26 Months of Marriage

My husband and I have been married for two years and two months (and ten days, but who's counting.... 😄). When I think about that, it feels unbelievable. Has it really only been twenty-six months? It feels like we've known each other and been married forever!

In the short time we've been married - this whirlwind adventure that never seems to stop for a moment - I have learned many things, and matured and grown as a woman, wife, and now mother.

I married when I was just a crazy, starry-eyed eighteen year old. Now, I'm a crazy, madly in love twenty year old, but hey. I'm growing up. Even though growing up never seems to end - you just keep on growing mentally in one way or another.


So. I fell in love at seventeen, married at eighteen, was a mother at nineteen, and baby number two will be here while I'm still twenty. And I couldn't be happier.

I have always admired my man. He is my rock in this world, and it is an honor to be so trusted and loved! I mean, he chose me, while still a young, naive girl, starry-eyed and fascinated by the endless possibilities the universe presented. Me. Of all the girls and young women in the world. Boy, sometimes I wonder how he thought it was a good idea - I am terrible with communication, am awfully stubborn and bossy, and cleaning is not my forte. He is a neat freak compared to me!

But he chose me, and I chose him, and so I have learned to clean (and enjoy it! for the most part), and I am still working on my communication and stubborn, bossy traits. God is helping me in so many ways and there is nothing like marriage to force you to work on your faults - to make you improve yourself to become a better life partner!

I learned, from books my mother gave me, as well as the Bible and my dear mother's example, to respect, reverence, and defend my husband long before I was married. Sometimes it can be a challenge, but I have made it a point to not worry about changing my husband, and to instead pray and see things from his perspective as best I can.
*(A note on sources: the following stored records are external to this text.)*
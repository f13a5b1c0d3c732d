use std::time::Duration;

use async_trait::async_trait;
use tracing::{error, info, warn};

use crate::error::InferenceError;
use crate::history::Conversation;
use crate::types::Turn;

/// The model's answer to one conversation.
#[derive(Debug, Clone, PartialEq)]
pub struct ModelResponse {
    /// `None` when the provider returned no candidates.
    pub candidate: Option<Candidate>,
}

#[derive(Debug, Clone, PartialEq)]
pub struct Candidate {
    /// Responder turn: text and action-request segments.
    pub turn: Turn,
    /// The provider flagged the output as a structurally invalid action request.
    pub malformed: bool,
}

/// Sends a conversation to the model and returns its next turn.
#[async_trait]
pub trait InferenceClient: Send + Sync {
    async fn generate(&self, conversation: &Conversation) -> Result<ModelResponse, InferenceError>;
}

#[async_trait]
impl<C: InferenceClient + ?Sized> InferenceClient for std::sync::Arc<C> {
    async fn generate(&self, conversation: &Conversation) -> Result<ModelResponse, InferenceError> {
        (**self).generate(conversation).await
    }
}

/// Exponential backoff: attempt `n` (0-based) waits `base_delay * 2^n` before retrying.
#[derive(Debug, Clone, Copy, PartialEq, Eq)]
pub struct RetryPolicy {
    pub max_attempts: u32,
    pub base_delay: Duration,
}

impl RetryPolicy {
    pub fn delay_for(&self, attempt: u32) -> Duration {
        self.base_delay.saturating_mul(2u32.saturating_pow(attempt))
    }
}

impl Default for RetryPolicy {
    fn default() -> Self {
        Self {
            max_attempts: 5,
            base_delay: Duration::from_secs(1),
        }
    }
}

/// Wraps a client with a [`RetryPolicy`] for transient failures.
pub struct RetryingClient<C> {
    inner: C,
    policy: RetryPolicy,
}

impl<C: InferenceClient> RetryingClient<C> {
    pub fn new(inner: C, policy: RetryPolicy) -> Self {
        Self { inner, policy }
    }
}

#[async_trait]
impl<C: InferenceClient> InferenceClient for RetryingClient<C> {
    async fn generate(&self, conversation: &Conversation) -> Result<ModelResponse, InferenceError> {
        let max_attempts = self.policy.max_attempts.max(1);
        let mut attempt = 0;
        loop {
            let err = match self.inner.generate(conversation).await {
                Ok(response) => return Ok(response),
                Err(err) => err,
            };
            if !err.is_transient() {
                error!("inference call failed permanently: {err}");
                return Err(err);
            }
            warn!(
                "inference call failed (attempt {}/{}): {err}",
                attempt + 1,
                max_attempts
            );
            if attempt + 1 >= max_attempts {
                error!("inference call failed after {max_attempts} attempts");
                return Err(InferenceError::Exhausted {
                    attempts: max_attempts,
                    last: Box::new(err),
                });
            }
            let delay = self.policy.delay_for(attempt);
            info!("retrying in {delay:?}");
            tokio::time::sleep(delay).await;
            attempt += 1;
        }
    }
}
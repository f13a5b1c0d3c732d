//! The conversation exchanged with the model.
//!
//! Pruning consumes the conversation and returns the pruned one, so a task
//! never shares turn storage with another task or with an in-flight request.

use tracing::debug;

use crate::types::{ActionOutcome, Role, Screenshot, Segment, Turn};

#[derive(Debug, Clone, Default, PartialEq)]
pub struct Conversation {
    turns: Vec<Turn>,
}

impl Conversation {
    /// One initiator turn carrying the task text and the opening screenshot.
    pub fn seeded(task: &str, screenshot: Screenshot) -> Self {
        Self {
            turns: vec![Turn::initiator(vec![
                Segment::Text(task.to_string()),
                Segment::Image(screenshot),
            ])],
        }
    }

    pub fn append(&mut self, turn: Turn) {
        self.turns.push(turn);
    }

    pub fn turns(&self) -> &[Turn] {
        &self.turns
    }

    pub fn len(&self) -> usize {
        self.turns.len()
    }

    pub fn is_empty(&self) -> bool {
        self.turns.is_empty()
    }

    /// Drops action-result screenshots from all but the `keep` most recent
    /// initiator turns that carry one. Text and metadata are kept.
    pub fn prune_visual_context(mut self, keep: usize) -> Self {
        let mut seen = 0;
        let mut pruned = 0;
        for turn in self.turns.iter_mut().rev() {
            if turn.role != Role::Initiator || !carries_result_image(turn) {
                continue;
            }
            seen += 1;
            if seen > keep {
                for segment in &mut turn.segments {
                    if let Segment::ActionResult(ActionOutcome { screenshot, .. }) = segment {
                        *screenshot = None;
                    }
                }
                pruned += 1;
            }
        }
        if pruned > 0 {
            debug!(pruned, keep, "pruned screenshots from older turns");
        }
        self
    }
}

fn carries_result_image(turn: &Turn) -> bool {
    turn.segments.iter().any(|segment| {
        matches!(
            segment,
            Segment::ActionResult(ActionOutcome {
                screenshot: Some(_),
                ..
            })
        )
    })
}
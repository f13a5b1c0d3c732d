use std::ffi::OsStr;
use std::sync::Arc;
use std::sync::atomic::{AtomicBool, AtomicU32, Ordering};
use std::time::Duration;

use async_trait::async_trait;
use headless_chrome::protocol::cdp::Input;
use headless_chrome::protocol::cdp::Page::CaptureScreenshotFormatOption;
use headless_chrome::{Browser, LaunchOptions, Tab};
use tracing::{debug, info, warn};

use crate::coords::{Pixel, Viewport};
use crate::error::BrowserError;
use crate::types::Screenshot;

/// The primitives the action executor drives. One session serves one task.
#[async_trait]
pub trait BrowserSession: Send + Sync {
    fn viewport(&self) -> Viewport;

    async fn mouse_move(&self, at: Pixel) -> Result<(), BrowserError>;
    async fn mouse_down(&self, at: Pixel) -> Result<(), BrowserError>;
    async fn mouse_up(&self, at: Pixel) -> Result<(), BrowserError>;
    async fn click(&self, at: Pixel) -> Result<(), BrowserError>;
    async fn wheel(&self, at: Pixel, delta_x: i64, delta_y: i64) -> Result<(), BrowserError>;

    async fn key_down(&self, key: &str) -> Result<(), BrowserError>;
    async fn key_up(&self, key: &str) -> Result<(), BrowserError>;
    async fn key_press(&self, key: &str) -> Result<(), BrowserError>;
    async fn type_text(&self, text: &str) -> Result<(), BrowserError>;

    /// Page-level scroll by a pixel offset.
    async fn scroll_by(&self, delta_x: i64, delta_y: i64) -> Result<(), BrowserError>;
    async fn navigate(&self, url: &str) -> Result<(), BrowserError>;
    async fn go_back(&self) -> Result<(), BrowserError>;
    async fn go_forward(&self) -> Result<(), BrowserError>;

    /// Waits until no navigation is pending.
    async fn wait_for_load(&self) -> Result<(), BrowserError>;
    async fn screenshot(&self) -> Result<Screenshot, BrowserError>;
    async fn current_url(&self) -> Result<String, BrowserError>;
}

/// Provisions a fresh session for each task.
#[async_trait]
pub trait SessionFactory: Send + Sync {
    async fn open(&self) -> Result<Box<dyn BrowserSession>, BrowserError>;
}

static HARDENING_FLAGS: [&str; 7] = [
    "--disable-extensions",
    "--disable-file-system",
    "--disable-plugins",
    "--disable-dev-shm-usage",
    "--disable-background-networking",
    "--disable-default-apps",
    "--disable-sync",
];

#[derive(Debug, Clone)]
pub struct BrowserOptions {
    pub headless: bool,
    pub viewport: Viewport,
}

impl Default for BrowserOptions {
    fn default() -> Self {
        Self {
            headless: true,
            viewport: Viewport::default(),
        }
    }
}

/// A Chrome instance with exactly one navigable tab.
pub struct ChromeSession {
    browser: Arc<Browser>,
    tab: Arc<Tab>,
    viewport: Viewport,
    /// CDP modifier bitmask of currently held keys.
    modifiers: Arc<AtomicU32>,
    /// Left button is down between `mouse_down` and `mouse_up`.
    left_held: Arc<AtomicBool>,
}

impl ChromeSession {
    /// Blocking; call from `spawn_blocking`.
    pub fn launch(options: &BrowserOptions) -> Result<Self, BrowserError> {
        let viewport = options.viewport;
        let launch = LaunchOptions {
            headless: options.headless,
            window_size: Some((viewport.width, viewport.height)),
            args: HARDENING_FLAGS.iter().map(|flag| OsStr::new(*flag)).collect(),
            idle_browser_timeout: Duration::from_secs(300),
            ..Default::default()
        };

        info!(headless = options.headless, "starting Chrome");
        let browser = Browser::new(launch).map_err(|e| BrowserError::Launch(format!("{e:#}")))?;
        let tab = browser
            .wait_for_initial_tab()
            .map_err(|e| BrowserError::Launch(format!("{e:#}")))?;
        info!("Chrome ready");

        Ok(Self {
            browser: Arc::new(browser),
            tab,
            viewport,
            modifiers: Arc::new(AtomicU32::new(0)),
            left_held: Arc::new(AtomicBool::new(false)),
        })
    }

    /// Runs a blocking CDP operation against the primary tab off the async runtime.
    async fn with_tab<T, F>(&self, f: F) -> Result<T, BrowserError>
    where
        T: Send + 'static,
        F: FnOnce(&Tab) -> Result<T, BrowserError> + Send + 'static,
    {
        let tab = Arc::clone(&self.tab);
        tokio::task::spawn_blocking(move || f(&tab))
            .await
            .map_err(|e| BrowserError::Worker(e.to_string()))?
    }

    async fn mouse(
        &self,
        kind: Input::DispatchMouseEventTypeOption,
        at: Pixel,
        delta: Option<(i64, i64)>,
    ) -> Result<(), BrowserError> {
        let modifiers = self.modifiers.load(Ordering::SeqCst);
        let buttons = pointer_buttons(&kind, self.left_held.load(Ordering::SeqCst));
        self.with_tab(move |tab| {
            tab.call_method(Input::DispatchMouseEvent {
                Type: kind,
                x: f64::from(at.x),
                y: f64::from(at.y),
                modifiers: Some(modifiers),
                timestamp: None,
                button: buttons.button,
                buttons: Some(buttons.pressed),
                click_count: buttons.click_count,
                force: None,
                tangential_pressure: None,
                tilt_x: None,
                tilt_y: None,
                twist: None,
                delta_x: delta.map(|(dx, _)| dx as f64),
                delta_y: delta.map(|(_, dy)| dy as f64),
                pointer_Type: None,
            })
            .map(|_| ())
            .map_err(input_error)
        })
        .await
    }

    async fn key_event(&self, kind: KeyPhase, key: &str) -> Result<(), BrowserError> {
        let info = key_info(key)?;
        let bit = modifier_bit(&info.key);
        if kind == KeyPhase::Down && bit != 0 {
            self.modifiers.fetch_or(bit, Ordering::SeqCst);
        }
        let modifiers = self.modifiers.load(Ordering::SeqCst);
        if kind == KeyPhase::Up && bit != 0 {
            self.modifiers.fetch_and(!bit, Ordering::SeqCst);
        }

        // Shortcut chords must not insert their character.
        let shortcut = modifiers & (ALT | CONTROL | META) != 0;
        let text = if shortcut { None } else { info.text.clone() };
        let event_type = match kind {
            KeyPhase::Up => Input::DispatchKeyEventTypeOption::KeyUp,
            _ if text.is_some() => Input::DispatchKeyEventTypeOption::KeyDown,
            _ => Input::DispatchKeyEventTypeOption::RawKeyDown,
        };

        self.with_tab(move |tab| {
            tab.call_method(Input::DispatchKeyEvent {
                Type: event_type,
                modifiers: Some(modifiers),
                timestamp: None,
                text: text.clone(),
                unmodified_text: text,
                key_identifier: None,
                code: Some(info.code),
                key: Some(info.key),
                windows_virtual_key_code: Some(info.key_code),
                native_virtual_key_code: Some(info.key_code),
                auto_repeat: None,
                is_keypad: None,
                is_system_key: None,
                location: None,
                commands: None,
            })
            .map(|_| ())
            .map_err(input_error)
        })
        .await
    }

    /// Closes any tab other than the primary one and follows its URL in the primary tab.
    async fn enforce_single_tab(&self) -> Result<(), BrowserError> {
        let browser = Arc::clone(&self.browser);
        self.with_tab(move |primary| {
            let extras: Vec<Arc<Tab>> = {
                let tabs = browser
                    .get_tabs()
                    .lock()
                    .map_err(|e| BrowserError::Worker(e.to_string()))?;
                tabs.iter()
                    .filter(|tab| tab.get_target_id() != primary.get_target_id())
                    .cloned()
                    .collect()
            };

            for tab in extras {
                if let Err(err) = tab.wait_until_navigated() {
                    debug!("new tab did not finish loading: {err:#}");
                }
                let url = tab.get_url();
                info!(url = %url, "closing new tab and redirecting the primary tab");
                tab.close(false).map_err(input_error)?;
                if !url.is_empty() && url != "about:blank" {
                    primary
                        .navigate_to(&url)
                        .and_then(|tab| tab.wait_until_navigated())
                        .map_err(|e| BrowserError::Navigation {
                            url: url.clone(),
                            reason: format!("{e:#}"),
                        })?;
                }
            }
            Ok(())
        })
        .await
    }
}

/// Launches a dedicated Chrome per task.
#[derive(Debug, Clone, Default)]
pub struct ChromeLauncher {
    pub options: BrowserOptions,
}

#[async_trait]
impl SessionFactory for ChromeLauncher {
    async fn open(&self) -> Result<Box<dyn BrowserSession>, BrowserError> {
        let options = self.options.clone();
        let session = tokio::task::spawn_blocking(move || ChromeSession::launch(&options))
            .await
            .map_err(|e| BrowserError::Worker(e.to_string()))??;
        Ok(Box::new(session))
    }
}

#[async_trait]
impl BrowserSession for ChromeSession {
    fn viewport(&self) -> Viewport {
        self.viewport
    }

    async fn mouse_move(&self, at: Pixel) -> Result<(), BrowserError> {
        self.mouse(Input::DispatchMouseEventTypeOption::MouseMoved, at, None)
            .await
    }

    async fn mouse_down(&self, at: Pixel) -> Result<(), BrowserError> {
        self.mouse(Input::DispatchMouseEventTypeOption::MousePressed, at, None)
            .await?;
        self.left_held.store(true, Ordering::SeqCst);
        Ok(())
    }

    async fn mouse_up(&self, at: Pixel) -> Result<(), BrowserError> {
        self.left_held.store(false, Ordering::SeqCst);
        self.mouse(Input::DispatchMouseEventTypeOption::MouseReleased, at, None)
            .await
    }

    async fn click(&self, at: Pixel) -> Result<(), BrowserError> {
        self.mouse_move(at).await?;
        self.mouse_down(at).await?;
        self.mouse_up(at).await
    }

    async fn wheel(&self, at: Pixel, delta_x: i64, delta_y: i64) -> Result<(), BrowserError> {
        self.mouse(
            Input::DispatchMouseEventTypeOption::MouseWheel,
            at,
            Some((delta_x, delta_y)),
        )
        .await
    }

    async fn key_down(&self, key: &str) -> Result<(), BrowserError> {
        self.key_event(KeyPhase::Down, key).await
    }

    async fn key_up(&self, key: &str) -> Result<(), BrowserError> {
        self.key_event(KeyPhase::Up, key).await
    }

    async fn key_press(&self, key: &str) -> Result<(), BrowserError> {
        self.key_event(KeyPhase::Press, key).await?;
        self.key_event(KeyPhase::Up, key).await
    }

    async fn type_text(&self, text: &str) -> Result<(), BrowserError> {
        let text = text.to_string();
        self.with_tab(move |tab| tab.type_str(&text).map(|_| ()).map_err(input_error))
            .await
    }

    async fn scroll_by(&self, delta_x: i64, delta_y: i64) -> Result<(), BrowserError> {
        self.with_tab(move |tab| {
            tab.evaluate(&format!("window.scrollBy({delta_x}, {delta_y})"), false)
                .map(|_| ())
                .map_err(|e| BrowserError::Script(format!("{e:#}")))
        })
        .await
    }

    async fn navigate(&self, url: &str) -> Result<(), BrowserError> {
        let url = url.to_string();
        self.with_tab(move |tab| {
            tab.navigate_to(&url)
                .and_then(|tab| tab.wait_until_navigated())
                .map(|_| ())
                .map_err(|e| BrowserError::Navigation {
                    url: url.clone(),
                    reason: format!("{e:#}"),
                })
        })
        .await
    }

    async fn go_back(&self) -> Result<(), BrowserError> {
        self.history_step("history.back()").await
    }

    async fn go_forward(&self) -> Result<(), BrowserError> {
        self.history_step("history.forward()").await
    }

    async fn wait_for_load(&self) -> Result<(), BrowserError> {
        self.with_tab(|tab| {
            tab.wait_until_navigated()
                .map(|_| ())
                .map_err(|e| BrowserError::Navigation {
                    url: tab.get_url(),
                    reason: format!("{e:#}"),
                })
        })
        .await?;
        self.enforce_single_tab().await
    }

    async fn screenshot(&self) -> Result<Screenshot, BrowserError> {
        self.with_tab(|tab| {
            tab.capture_screenshot(CaptureScreenshotFormatOption::Png, None, None, true)
                .map(Screenshot::png)
                .map_err(|e| BrowserError::Screenshot(format!("{e:#}")))
        })
        .await
    }

    async fn current_url(&self) -> Result<String, BrowserError> {
        self.with_tab(|tab| {
            let result = tab
                .evaluate("window.location.href", false)
                .map_err(|e| BrowserError::Script(format!("{e:#}")))?;
            Ok(result
                .value
                .and_then(|v| v.as_str().map(String::from))
                .unwrap_or_else(|| tab.get_url()))
        })
        .await
    }
}

impl ChromeSession {
    async fn history_step(&self, script: &'static str) -> Result<(), BrowserError> {
        debug!(script, "session history navigation");
        self.with_tab(move |tab| {
            tab.evaluate(script, false)
                .map(|_| ())
                .map_err(|e| BrowserError::Script(format!("{e:#}")))
        })
        .await?;
        // history navigation is asynchronous in the page
        tokio::time::sleep(Duration::from_millis(200)).await;
        Ok(())
    }
}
He has a rather long fuse, and we rarely fight. When we do, it's usually because I clam up and don't communicate. Oops. Communication is key in any relationship, even more so in a marriage relationship, and I absolutely suck at it. But I'm trying, mainly because I hate to see the frustrated expression he gets when he wants to please me but I'm tired or don't care and don't tell him what I want or need. I'm apparently still learning that he can't read my mind! Or my face, or really any of my conflicting body language.

Relaxing time this past weekend
I have never, despite our crazy financial situation early in our marriage, been one to worry about money. I knew God would care for us, and I know and trust that my beloved will always make sure his family is taken care of. I am dominant, but I know that it's way more relaxing as a wife to let the husband do his job, and let him do it as he sees fit, while I do what he wishes, trying to be the best I can be, and not pester him about his duties.
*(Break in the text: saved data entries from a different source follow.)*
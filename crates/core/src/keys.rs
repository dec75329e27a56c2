//! Identifier generation, validation and key-map construction.

use std::collections::HashMap;

use uuid::Uuid;

use crate::attribute::{AttributeValue, Item};
use crate::storage::RepositoryError;

/// Name of the partition-key attribute shared by every table.
pub const KEY_ATTRIBUTE: &str = "id";

/// Returns a fresh random (v4) identifier.
pub fn generate_id() -> String {
    let id = Uuid::new_v4().to_string();
    tracing::debug!(%id, "generated identifier");
    id
}

/// Returns true when `id` has the canonical hyphenated UUID shape.
///
/// The check is lexical: 36 characters, hyphens at offsets 8, 13, 18 and 23,
/// hex digits everywhere else. Version and variant bits are not inspected.
///
/// # Examples
///
/// ```
/// use raven_core::keys::is_valid_id;
///
/// assert!(is_valid_id("8f14e45f-ceea-467a-9575-8f2b7e4c9d11"));
/// assert!(!is_valid_id("not-a-uuid"));
/// ```
pub fn is_valid_id(id: &str) -> bool {
    id.len() == 36
        && id.bytes().enumerate().all(|(i, b)| match i {
            8 | 13 | 18 | 23 => b == b'-',
            _ => b.is_ascii_hexdigit(),
        })
}

/// Fails with a validation error unless `id` is UUID-shaped.
pub fn validate_id(id: &str, field: &str) -> Result<(), RepositoryError> {
    if is_valid_id(id) {
        Ok(())
    } else {
        Err(RepositoryError::Validation(format!(
            "Invalid {field}: '{id}'. Must be a valid UUID."
        )))
    }
}

/// Returns `id` when supplied, or a fresh identifier when it is blank.
pub fn ensure_valid_id(id: &str, field: &str) -> Result<String, RepositoryError> {
    if id.trim().is_empty() {
        return Ok(generate_id());
    }
    validate_id(id, field)?;
    Ok(id.to_string())
}

/// Builds the single-attribute key map addressing one item.
pub fn item_key(id: &str) -> Item {
    HashMap::from([(KEY_ATTRIBUTE.to_string(), AttributeValue::S(id.to_string()))])
}
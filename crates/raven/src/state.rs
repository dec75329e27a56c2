//! Shared application state.
//!
//! Holds one repository per table, the order broadcaster, and the shutdown
//! signal for open order streams. The storage backend is chosen at compile
//! time via feature flags.

use std::sync::Arc;

use tokio::sync::broadcast;

use raven_core::broadcast::OrderBroadcaster;
use raven_core::catalog::{Category, Product};
use raven_core::orders::Order;
use raven_core::storage::{KeyValueStore, Repository};

use crate::config::Config;

// Storage features: exactly one must be enabled, they are mutually exclusive
#[cfg(all(feature = "dynamodb", feature = "inmemory"))]
compile_error!("Cannot enable both 'dynamodb' and 'inmemory' storage features");

#[cfg(not(any(feature = "inmemory", feature = "dynamodb")))]
compile_error!("Must enable exactly one storage feature: 'inmemory' or 'dynamodb'");

/// Shared application state, cloned for each request handler.
#[derive(Clone)]
pub struct AppState {
    pub orders: Repository<Order>,
    pub categories: Repository<Category>,
    pub products: Repository<Product>,
    /// Fan-out of created and updated orders to stream subscribers.
    pub broadcaster: OrderBroadcaster,
    pub config: Arc<Config>,
    /// Shutdown signal sender for order stream connections.
    pub shutdown_tx: broadcast::Sender<()>,
}

impl AppState {
    /// Creates the state over `store` using the table names in `config`.
    pub fn new(store: Arc<dyn KeyValueStore>, config: Config) -> Self {
        let (shutdown_tx, _) = broadcast::channel(1);

        Self {
            orders: Repository::new(Arc::clone(&store), config.orders_table.clone()),
            categories: Repository::new(Arc::clone(&store), config.categories_table.clone()),
            products: Repository::new(store, config.products_table.clone())
                .with_index(config.products_by_category_index.clone()),
            broadcaster: OrderBroadcaster::new(config.subscriber_buffer),
            config: Arc::new(config),
            shutdown_tx,
        }
    }

    /// Subscribe to the shutdown signal.
    pub fn subscribe_shutdown(&self) -> broadcast::Receiver<()> {
        self.shutdown_tx.subscribe()
    }

    /// Signals open streams to close and stops accepting subscribers.
    pub fn signal_shutdown(&self) {
        let _ = self.shutdown_tx.send(());
        self.broadcaster.close();
    }
}

#[cfg(feature = "inmemory")]
impl Default for AppState {
    fn default() -> Self {
        Self::new(
            Arc::new(raven_core::storage::MemoryStore::new()),
            Config::from_env(),
        )
    }
}
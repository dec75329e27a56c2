use super::error::OrderError;
use super::types::{Order, OrderStatus, DEFAULT_CHANNEL, DEFAULT_SOURCE, DEFAULT_STATUS};

/// Fills blank status, source and channel with their defaults.
pub fn apply_create_defaults(order: &mut Order) {
    if order.status.trim().is_empty() {
        order.status = DEFAULT_STATUS.as_str().to_string();
    }
    if order.source.trim().is_empty() {
        order.source = DEFAULT_SOURCE.to_string();
    }
    if order.channel.trim().is_empty() {
        order.channel = DEFAULT_CHANNEL.to_string();
    }
}

/// Parses a client-supplied status against the closed status set.
pub fn parse_status(status: &str) -> Result<OrderStatus, OrderError> {
    if status.trim().is_empty() {
        return Err(OrderError::MissingStatus);
    }
    status.parse()
}

/// Validates an order submitted by a client.
pub fn validate_order(order: &Order) -> Result<(), OrderError> {
    parse_status(&order.status)?;
    if order.items.is_empty() {
        return Err(OrderError::NoItems);
    }
    for (index, item) in order.items.iter().enumerate() {
        if item.product_id.trim().is_empty() {
            return Err(OrderError::MissingProductId(index));
        }
        if item.quantity <= 0 {
            return Err(OrderError::InvalidQuantity(index));
        }
        let deltas_finite = item.modifiers.iter().all(|m| m.price_delta.is_finite());
        if !item.unit_price.is_finite() || item.unit_price < 0.0 || !deltas_finite {
            return Err(OrderError::InvalidPrice(index));
        }
    }
    Ok(())
}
He enjoys it when I take charge of the home while he is away, rearranging and cleaning and even repairing various things - or preparing things to be repaired if I do not have the knowledge or strength to do it myself. He did not marry me with the intention of spoiling me and doing everything himself while I did very little. He married me because he needed a helper, someone to encourage him when he doesn't know what to do, someone to build a home with him, and to vent and tell all his secrets to. He married me to have for himself a sweet face to come home to, a cheery smile, a creative mind, and someone to lighten the load at home so he didn't have to worry after a long day at work.
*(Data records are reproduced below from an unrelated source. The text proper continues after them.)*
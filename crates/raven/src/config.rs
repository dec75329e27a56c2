use std::{env, time::Duration};

/// Application configuration loaded from environment variables.
#[derive(Debug, Clone)]
pub struct Config {
    /// Orders table name (default: "orders")
    pub orders_table: String,
    /// Categories table name (default: "categories")
    pub categories_table: String,
    /// Products table name (default: "products")
    pub products_table: String,
    /// Secondary index on the products table keyed by `categoryId`
    /// (default: "categoryId-index")
    pub products_by_category_index: String,
    /// AWS region (default: "eu-central-1")
    pub aws_region: String,
    /// DynamoDB endpoint override for local development.
    /// Note: Only used when the `dynamodb` feature is enabled.
    #[allow(dead_code)]
    pub dynamodb_endpoint: Option<String>,
    /// Per-subscriber queue length for the order stream (default: 64)
    pub subscriber_buffer: usize,
    /// Maximum lifetime of one order stream connection in seconds (default: 3600)
    pub stream_max_duration_seconds: u64,
    /// Request timeout in seconds (default: 10)
    pub request_timeout_seconds: u64,
}

impl Config {
    /// Load configuration from environment variables.
    ///
    /// Environment variables:
    /// - `ORDERS_TABLE`, `CATEGORIES_TABLE`, `PRODUCTS_TABLE` - table names
    /// - `PRODUCTS_BY_CATEGORY_INDEX` - products-by-category index name
    /// - `AWS_REGION` - AWS region (default: "eu-central-1")
    /// - `DYNAMODB_ENDPOINT` - endpoint override, ignored when blank
    /// - `SUBSCRIBER_BUFFER` - order stream queue length (default: 64)
    /// - `STREAM_MAX_DURATION_SECONDS` - order stream lifetime (default: 3600)
    /// - `REQUEST_TIMEOUT_SECONDS` - request timeout (default: 10)
    pub fn from_env() -> Self {
        Self {
            orders_table: env::var("ORDERS_TABLE").unwrap_or_else(|_| "orders".to_string()),
            categories_table: env::var("CATEGORIES_TABLE")
                .unwrap_or_else(|_| "categories".to_string()),
            products_table: env::var("PRODUCTS_TABLE").unwrap_or_else(|_| "products".to_string()),
            products_by_category_index: env::var("PRODUCTS_BY_CATEGORY_INDEX")
                .unwrap_or_else(|_| "categoryId-index".to_string()),
            aws_region: env::var("AWS_REGION").unwrap_or_else(|_| "eu-central-1".to_string()),
            dynamodb_endpoint: env::var("DYNAMODB_ENDPOINT")
                .ok()
                .filter(|v| !v.trim().is_empty()),
            subscriber_buffer: env::var("SUBSCRIBER_BUFFER")
                .ok()
                .and_then(|v| v.parse().ok())
                .unwrap_or(raven_core::broadcast::DEFAULT_BUFFER),
            stream_max_duration_seconds: env::var("STREAM_MAX_DURATION_SECONDS")
                .ok()
                .and_then(|v| v.parse().ok())
                .unwrap_or(3600),
            request_timeout_seconds: env::var("REQUEST_TIMEOUT_SECONDS")
                .ok()
                .and_then(|v| v.parse().ok())
                .unwrap_or(10),
        }
    }

    /// Get the order stream lifetime as a Duration.
    pub fn stream_max_duration(&self) -> Duration {
        Duration::from_secs(self.stream_max_duration_seconds)
    }

    /// Get the request timeout as a Duration.
    pub fn request_timeout(&self) -> Duration {
        Duration::from_secs(self.request_timeout_seconds)
    }
}

impl Default for Config {
    fn default() -> Self {
        Self::from_env()
    }
}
And so, I do my best to have a tidy home, smiling face, delicious supper, and a respectful, adoring gaze when he comes home. I still need to work on these, particularly the smiles and respect. Fortunately, I am blessed to have a man who understands that a pregnant mother with a fifteen-month-old son can be tired and rather sharp in the evenings. Even with the man she loves.

Enjoying the pool with my family

Every man is different, but every man must lead the home - even if he's not as good as the wife would think he should be. But with the wife's support and even her verbal encouragement and bragging on him, it helps the husband a lot. Luckily, my husband is already a fantastic leader, money manager, and spiritual guide. It's incredible that I managed to find someone like him, someone so capable mentally and spiritually to lead the home and help me finish growing up under his wing!

We spent the first two years of our marriage finding our footing, financially and as a couple. We even had a child and have been learning the ropes of parenting. But with God's help we've made it here. And with His help we will continue to grow and succeed as a madly in love, Christian couple. We will succeed as parents.

Helping me cook!
The next few years will be spent exploring options to become completely self-employed and investing toward our retirement. Our eyes are on the future, while enjoying the present with our children. Life is too short to be bitter and impatient and working constantly for the future without a thought to the present. But it's also too long to live day-to-day without thinking about the long-term.

When we get to be 70 years old, we intend to be happily retired and madly in love, enjoying grandchildren and great-grandchildren in our comfortable home here on the ranch. I am excited for our future, and excited for the children we are and will be raising. This has been a wonderful two years. Thank you, Lord, for giving me my sweet husband!